Ex. If you borrow money to buy a house and bank takes a trust deed b. BUT, the lender may take the note or deed and sell them to someone else or use them as collateral for a loan

1. This is a personal property transfer that would require filing/perfection

2. if a security interest is taken in the notes secured by real property, that grants a security interest in the underlying mortgages 9203(g)

3. if the security interest is perfected in the note which is a deed of trust, that also perfects the underlying mortgage 9308(e)

Ex. ONB loans money to LLC, and takes as collateral their real property mortgages and accompanying promissory notes from borrowers. What must ONB do to protect its interest in the collateral? See above: s.i in notes= s.i. in the underlying interest, perfected s.i. in the notes = perfected s.i. in the underlying interest

8. Deposit accounts taken as original collateral in consumer transactions

a.

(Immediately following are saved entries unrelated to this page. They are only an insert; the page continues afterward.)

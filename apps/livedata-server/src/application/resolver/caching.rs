//! Caching Resolver Decorator
//!
//! Wraps any resolver with a read-through cache keyed by the full
//! [`LiveDataSpecification`]. Only successes are cached: a permanent miss
//! today may become resolvable once its rule set is registered, so misses
//! always go back to the delegate.

use std::collections::HashMap;

use parking_lot::RwLock;

use super::DistributionSpecResolver;
use crate::domain::specification::{DistributionSpecification, LiveDataSpecification};

/// Read-through caching decorator over any [`DistributionSpecResolver`].
///
/// The cache is read-mostly: concurrent readers are unlimited and racing
/// writers on a miss are harmless because the resolved value is a pure
/// function of the key.
pub struct CachingDistributionSpecResolver<R> {
    delegate: R,
    cache: RwLock<HashMap<LiveDataSpecification, DistributionSpecification>>,
}

impl<R: DistributionSpecResolver> CachingDistributionSpecResolver<R> {
    /// Wrap a resolver with a fresh cache.
    #[must_use]
    pub fn new(delegate: R) -> Self {
        Self {
            delegate,
            cache: RwLock::new(HashMap::new()),
        }
    }

    /// Number of cached resolutions.
    #[must_use]
    pub fn cached_count(&self) -> usize {
        self.cache.read().len()
    }

    /// Drop all cached resolutions.
    pub fn clear(&self) {
        self.cache.write().clear();
    }
}

impl<R: DistributionSpecResolver> DistributionSpecResolver
    for CachingDistributionSpecResolver<R>
{
    fn resolve(&self, spec: &LiveDataSpecification) -> Option<DistributionSpecification> {
        if let Some(hit) = self.cache.read().get(spec) {
            return Some(hit.clone());
        }

        let resolved = self.delegate.resolve(spec);
        if let Some(ref value) = resolved {
            self.cache.write().insert(spec.clone(), value.clone());
        }
        resolved
    }

    fn resolve_batch(
        &self,
        specs: &[LiveDataSpecification],
    ) -> Vec<(LiveDataSpecification, Option<DistributionSpecification>)> {
        let mut results: Vec<Option<DistributionSpecification>> = {
            let cache = self.cache.read();
            specs.iter().map(|spec| cache.get(spec).cloned()).collect()
        };

        let misses: Vec<LiveDataSpecification> = specs
            .iter()
            .zip(&results)
            .filter(|(_, cached)| cached.is_none())
            .map(|(spec, _)| spec.clone())
            .collect();

        if !misses.is_empty() {
            let mut resolved = self.delegate.resolve_batch(&misses).into_iter();
            let mut cache = self.cache.write();
            for slot in results.iter_mut().filter(|slot| slot.is_none()) {
                if let Some((spec, value)) = resolved.next() {
                    if let Some(ref value) = value {
                        cache.insert(spec, value.clone());
                    }
                    *slot = value;
                }
            }
        }

        specs.iter().cloned().zip(results).collect()
    }
}

#[cfg(test)]
mod tests {
    use std::sync::Arc;
    use std::sync::atomic::{AtomicUsize, Ordering};

    use super::*;
    use crate::domain::ids::{ExternalId, ExternalIdBundle};
    use crate::domain::normalization::NormalizationRuleSet;

    /// Delegate that counts invocations and resolves only "known" specs.
    struct CountingResolver {
        calls: Arc<AtomicUsize>,
        known_rule_set: String,
    }

    impl DistributionSpecResolver for CountingResolver {
        fn resolve(&self, spec: &LiveDataSpecification) -> Option<DistributionSpecification> {
            self.calls.fetch_add(1, Ordering::SeqCst);
            if spec.normalization_rule_set_id() != self.known_rule_set {
                return None;
            }
            let id = spec.identifiers().iter().next()?.clone();
            let topic = format!("t.{}", id.value());
            Some(DistributionSpecification::new(
                id,
                NormalizationRuleSet::no_normalization(),
                topic,
            ))
        }
    }

    fn caching() -> (CachingDistributionSpecResolver<CountingResolver>, Arc<AtomicUsize>) {
        let calls = Arc::new(AtomicUsize::new(0));
        let delegate = CountingResolver {
            calls: Arc::clone(&calls),
            known_rule_set: "std".to_string(),
        };
        (CachingDistributionSpecResolver::new(delegate), calls)
    }

    fn spec(rule: &str, value: &str) -> LiveDataSpecification {
        LiveDataSpecification::new(rule, ExternalIdBundle::single(ExternalId::new("T", value)))
    }

    #[test]
    fn delegate_invoked_exactly_once_for_repeated_hits() {
        let (resolver, calls) = caching();
        let request = spec("std", "AAPL");

        for _ in 0..5 {
            assert!(resolver.resolve(&request).is_some());
        }

        assert_eq!(calls.load(Ordering::SeqCst), 1);
        assert_eq!(resolver.cached_count(), 1);
    }

    #[test]
    fn misses_are_not_cached() {
        let (resolver, calls) = caching();
        let request = spec("unknown", "AAPL");

        assert!(resolver.resolve(&request).is_none());
        assert!(resolver.resolve(&request).is_none());

        // Every miss goes back to the delegate.
        assert_eq!(calls.load(Ordering::SeqCst), 2);
        assert_eq!(resolver.cached_count(), 0);
    }

    #[test]
    fn batch_serves_hits_from_cache() {
        let (resolver, calls) = caching();
        let a = spec("std", "AAPL");
        let b = spec("std", "MSFT");

        // Prime the cache with one entry.
        assert!(resolver.resolve(&a).is_some());
        assert_eq!(calls.load(Ordering::SeqCst), 1);

        let results = resolver.resolve_batch(&[a.clone(), b.clone()]);
        assert!(results.iter().all(|(_, r)| r.is_some()));

        // Only the miss hit the delegate.
        assert_eq!(calls.load(Ordering::SeqCst), 2);
        assert_eq!(resolver.cached_count(), 2);
    }

    #[test]
    fn batch_preserves_order_and_misses() {
        let (resolver, _) = caching();
        let specs = vec![spec("std", "A"), spec("unknown", "B"), spec("std", "C")];

        let results = resolver.resolve_batch(&specs);
        assert_eq!(results.len(), 3);
        assert_eq!(results[0].0, specs[0]);
        assert!(results[0].1.is_some());
        assert!(results[1].1.is_none());
        assert!(results[2].1.is_some());
    }

    #[test]
    fn clear_forces_redelegation() {
        let (resolver, calls) = caching();
        let request = spec("std", "AAPL");

        assert!(resolver.resolve(&request).is_some());
        resolver.clear();
        assert!(resolver.resolve(&request).is_some());

        assert_eq!(calls.load(Ordering::SeqCst), 2);
    }
}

BUT if the consumer account was used as collateral for a business transaction it is included in article 9’s scope

1. Thus only CONSUMER transactions are excluded

b. Consumer = “personal, family or household purposes”

Question 2: If Article 9 Applies, Classify the Collateral

1. Important because Article 9 distinguishes perfection of collateral based on the type

a. Goods can be classified in different ways depending on the use

Ex. Mobile home. Consumer good if you live there. Equipment if trailers at a construction site. And inventory if you sell them as a dealer.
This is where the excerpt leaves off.